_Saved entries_
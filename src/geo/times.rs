//! Sunrise, sunset and the photographic windows around them for one day.
//!
//! Rise and set are solved with the Almanac for Computers (1990) method: for
//! the day of year and longitude, iterate the sun's right ascension and
//! declination until the hour angle at the requested zenith settles. When
//! that hour angle has no solution the sun stays above (polar day) or below
//! (polar night) the horizon all day, and [`Daylight`] says so instead of
//! producing a made-up timestamp.
//!
//! Derived windows, as offsets from sunrise and sunset:
//!
//! - golden hour: the hour after sunrise and the hour before sunset
//! - blue hour: the half hour after sunset and the half hour before the
//!   next sunrise
//! - civil twilight: solved at -6° elevation, or ±30 minutes around
//!   sunrise/sunset when the sun never gets that low (white nights)

use chrono::{DateTime, Datelike, Duration, NaiveDate, TimeZone, Utc};
use chrono_tz::Tz;

use super::GeoPosition;
use crate::constants::{
    GOLDEN_HOUR_OFFSET_MINUTES, SECONDS_PER_DAY, TWILIGHT_OFFSET_MINUTES, ZENITH_CIVIL,
    ZENITH_OFFICIAL,
};

/// Refinement passes for the rise/set solve.
const SOLVE_ITERATIONS: usize = 3;

/// Where a set of sun times came from.
#[derive(Debug, Clone, Copy, PartialEq, Eq)]
pub enum SunTimesOrigin {
    /// Computed by the built-in algorithm.
    Local,
    /// Parsed from a remote sunrise/sunset service.
    Remote,
}

/// Rise/set instants and the windows derived from them.
///
/// The golden and blue hour fields are the inner boundaries of each
/// window: the morning golden hour runs from `sunrise` to
/// `golden_hour_start` and the evening one from `golden_hour_end` to
/// `sunset`; the evening blue hour runs from `sunset` to `blue_hour_start`
/// and the morning one from `blue_hour_end` to the next sunrise.
#[derive(Debug, Clone, Copy, PartialEq)]
pub struct DaylightWindows {
    pub sunrise: DateTime<Tz>,
    pub sunset: DateTime<Tz>,
    pub golden_hour_start: DateTime<Tz>,
    pub golden_hour_end: DateTime<Tz>,
    pub blue_hour_start: DateTime<Tz>,
    pub blue_hour_end: DateTime<Tz>,
    pub civil_twilight_begin: DateTime<Tz>,
    pub civil_twilight_end: DateTime<Tz>,
}

impl DaylightWindows {
    /// Build the windows from rise/set and optional twilight instants.
    ///
    /// `next_sunrise` defaults to the same-day sunrise one day later.
    pub(crate) fn from_rise_set(
        sunrise: DateTime<Tz>,
        sunset: DateTime<Tz>,
        next_sunrise: Option<DateTime<Tz>>,
        civil_twilight: Option<(DateTime<Tz>, DateTime<Tz>)>,
    ) -> Self {
        let golden = Duration::minutes(GOLDEN_HOUR_OFFSET_MINUTES);
        let twilight = Duration::minutes(TWILIGHT_OFFSET_MINUTES);
        let next_sunrise = next_sunrise.unwrap_or(sunrise + Duration::days(1));
        let (civil_twilight_begin, civil_twilight_end) =
            civil_twilight.unwrap_or((sunrise - twilight, sunset + twilight));

        Self {
            sunrise,
            sunset,
            golden_hour_start: sunrise + golden,
            golden_hour_end: sunset - golden,
            blue_hour_start: sunset + twilight,
            blue_hour_end: next_sunrise - twilight,
            civil_twilight_begin,
            civil_twilight_end,
        }
    }

    /// The evening blue hour, from sunset until `blue_hour_start`.
    pub fn evening_blue_hour(&self) -> (DateTime<Tz>, DateTime<Tz>) {
        (self.sunset, self.blue_hour_start)
    }

    /// The morning blue hour, from `blue_hour_end` until the next sunrise.
    pub fn morning_blue_hour(&self) -> (DateTime<Tz>, DateTime<Tz>) {
        (
            self.blue_hour_end,
            self.blue_hour_end + Duration::minutes(TWILIGHT_OFFSET_MINUTES),
        )
    }
}

/// Whether the sun crosses the horizon on a given day.
#[derive(Debug, Clone, Copy, PartialEq)]
pub enum Daylight {
    RiseAndSet(DaylightWindows),
    /// The sun stays above the horizon all day.
    PolarDay,
    /// The sun stays below the horizon all day.
    PolarNight,
}

/// Sun times for one local calendar day.
#[derive(Debug, Clone, Copy, PartialEq)]
pub struct SunTimes {
    pub date: NaiveDate,
    pub timezone: Tz,
    /// Upper transit; defined even during polar day or night.
    pub solar_noon: DateTime<Tz>,
    pub daylight: Daylight,
    pub origin: SunTimesOrigin,
}

impl SunTimes {
    pub fn windows(&self) -> Option<&DaylightWindows> {
        match &self.daylight {
            Daylight::RiseAndSet(windows) => Some(windows),
            Daylight::PolarDay | Daylight::PolarNight => None,
        }
    }

    pub fn sunrise(&self) -> Option<DateTime<Tz>> {
        self.windows().map(|w| w.sunrise)
    }

    pub fn sunset(&self) -> Option<DateTime<Tz>> {
        self.windows().map(|w| w.sunset)
    }

    /// Time between sunrise and sunset; a full day during polar day.
    pub fn day_length(&self) -> Duration {
        match &self.daylight {
            Daylight::RiseAndSet(w) => w.sunset - w.sunrise,
            Daylight::PolarDay => Duration::seconds(SECONDS_PER_DAY as i64),
            Daylight::PolarNight => Duration::zero(),
        }
    }

    pub fn day_length_seconds(&self) -> i64 {
        self.day_length().num_seconds()
    }
}

#[derive(Debug, Clone, Copy, PartialEq)]
enum Crossing {
    Rising,
    Setting,
    Transit,
}

/// Result of solving for one horizon crossing.
#[derive(Debug, Clone, Copy, PartialEq)]
enum Solution {
    /// Hours after UT midnight of the requested date.
    At(f64),
    /// The sun never gets down to the zenith threshold.
    AlwaysAbove,
    /// The sun never gets up to the zenith threshold.
    AlwaysBelow,
}

/// Solve one crossing for day-of-year `day_of_year`.
fn solve_crossing(
    day_of_year: u32,
    latitude: f64,
    longitude: f64,
    zenith: f64,
    crossing: Crossing,
) -> Solution {
    let lng_hour = longitude / 15.0;
    let lat = latitude.to_radians();
    let mut local_hour = match crossing {
        Crossing::Rising => 6.0,
        Crossing::Transit => 12.0,
        Crossing::Setting => 18.0,
    };

    for _ in 0..SOLVE_ITERATIONS {
        let t = f64::from(day_of_year) + (local_hour - lng_hour) / 24.0;

        let mean_anomaly = 0.9856 * t - 3.289;
        let true_longitude = (mean_anomaly
            + 1.916 * mean_anomaly.to_radians().sin()
            + 0.020 * (2.0 * mean_anomaly).to_radians().sin()
            + 282.634)
            .rem_euclid(360.0);

        // Right ascension in the same quadrant as the true longitude
        let mut right_ascension = (0.91764 * true_longitude.to_radians().tan())
            .atan()
            .to_degrees()
            .rem_euclid(360.0);
        let longitude_quadrant = (true_longitude / 90.0).floor() * 90.0;
        let ascension_quadrant = (right_ascension / 90.0).floor() * 90.0;
        right_ascension += longitude_quadrant - ascension_quadrant;
        let right_ascension_hours = right_ascension / 15.0;

        let sin_declination = 0.39782 * true_longitude.to_radians().sin();
        let cos_declination = sin_declination.asin().cos();

        let hour_angle = match crossing {
            Crossing::Transit => 0.0,
            Crossing::Rising | Crossing::Setting => {
                let cos_h = (zenith.to_radians().cos() - sin_declination * lat.sin())
                    / (cos_declination * lat.cos());
                if cos_h > 1.0 {
                    return Solution::AlwaysBelow;
                }
                if cos_h < -1.0 {
                    return Solution::AlwaysAbove;
                }
                let h = cos_h.acos().to_degrees();
                if crossing == Crossing::Rising {
                    (360.0 - h) / 15.0
                } else {
                    h / 15.0
                }
            }
        };

        local_hour =
            (hour_angle + right_ascension_hours - 0.06571 * t - 6.622).rem_euclid(24.0);
    }

    Solution::At(local_hour - lng_hour)
}

fn instant_on(date: NaiveDate, ut_hours: f64, tz: Tz) -> DateTime<Tz> {
    let midnight = Utc.from_utc_datetime(&date.and_time(chrono::NaiveTime::MIN));
    let offset = Duration::milliseconds((ut_hours * 3_600_000.0).round() as i64);
    (midnight + offset).with_timezone(&tz)
}

fn rise_and_set(
    date: NaiveDate,
    latitude: f64,
    longitude: f64,
    zenith: f64,
    tz: Tz,
) -> Result<(DateTime<Tz>, DateTime<Tz>), Daylight> {
    let day = date.ordinal();
    let rise = solve_crossing(day, latitude, longitude, zenith, Crossing::Rising);
    let set = solve_crossing(day, latitude, longitude, zenith, Crossing::Setting);

    match (rise, set) {
        (Solution::At(rise), Solution::At(set)) => {
            Ok((instant_on(date, rise, tz), instant_on(date, set, tz)))
        }
        (Solution::AlwaysBelow, _) | (_, Solution::AlwaysBelow) => Err(Daylight::PolarNight),
        _ => Err(Daylight::PolarDay),
    }
}

/// Sun times for `date` at the location's coordinates, in `tz`.
pub fn sun_times_in_zone(location: &GeoPosition, date: NaiveDate, tz: Tz) -> SunTimes {
    let (lat, lon) = (location.latitude(), location.longitude());

    let solar_noon = match solve_crossing(date.ordinal(), lat, lon, ZENITH_OFFICIAL, Crossing::Transit)
    {
        Solution::At(hours) => instant_on(date, hours, tz),
        Solution::AlwaysAbove | Solution::AlwaysBelow => {
            instant_on(date, 12.0 - lon / 15.0, tz)
        }
    };

    let daylight = match rise_and_set(date, lat, lon, ZENITH_OFFICIAL, tz) {
        Ok((sunrise, sunset)) => {
            let next_sunrise = date
                .succ_opt()
                .and_then(|next| rise_and_set(next, lat, lon, ZENITH_OFFICIAL, tz).ok())
                .map(|(sunrise, _)| sunrise);
            let civil_twilight = rise_and_set(date, lat, lon, ZENITH_CIVIL, tz).ok();

            Daylight::RiseAndSet(DaylightWindows::from_rise_set(
                sunrise,
                sunset,
                next_sunrise,
                civil_twilight,
            ))
        }
        Err(polar) => {
            log_debug!("No sunrise/sunset at {lat:.4}°, {lon:.4}° on {date}");
            polar
        }
    };

    SunTimes {
        date,
        timezone: tz,
        solar_noon,
        daylight,
        origin: SunTimesOrigin::Local,
    }
}

/// Sun times for the local calendar day `date` at the location's coordinates.
pub fn sun_times_for_day(location: &GeoPosition, date: NaiveDate) -> SunTimes {
    sun_times_in_zone(location, date, location.timezone())
}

_WHAT YOU ARE ASKED TO DO_
Search the data above for the string "calendar" and report each line that holds it.

_REPLY_
/// Sun times for one local calendar day.
/// Sun times for the local calendar day `date` at the location's coordinates.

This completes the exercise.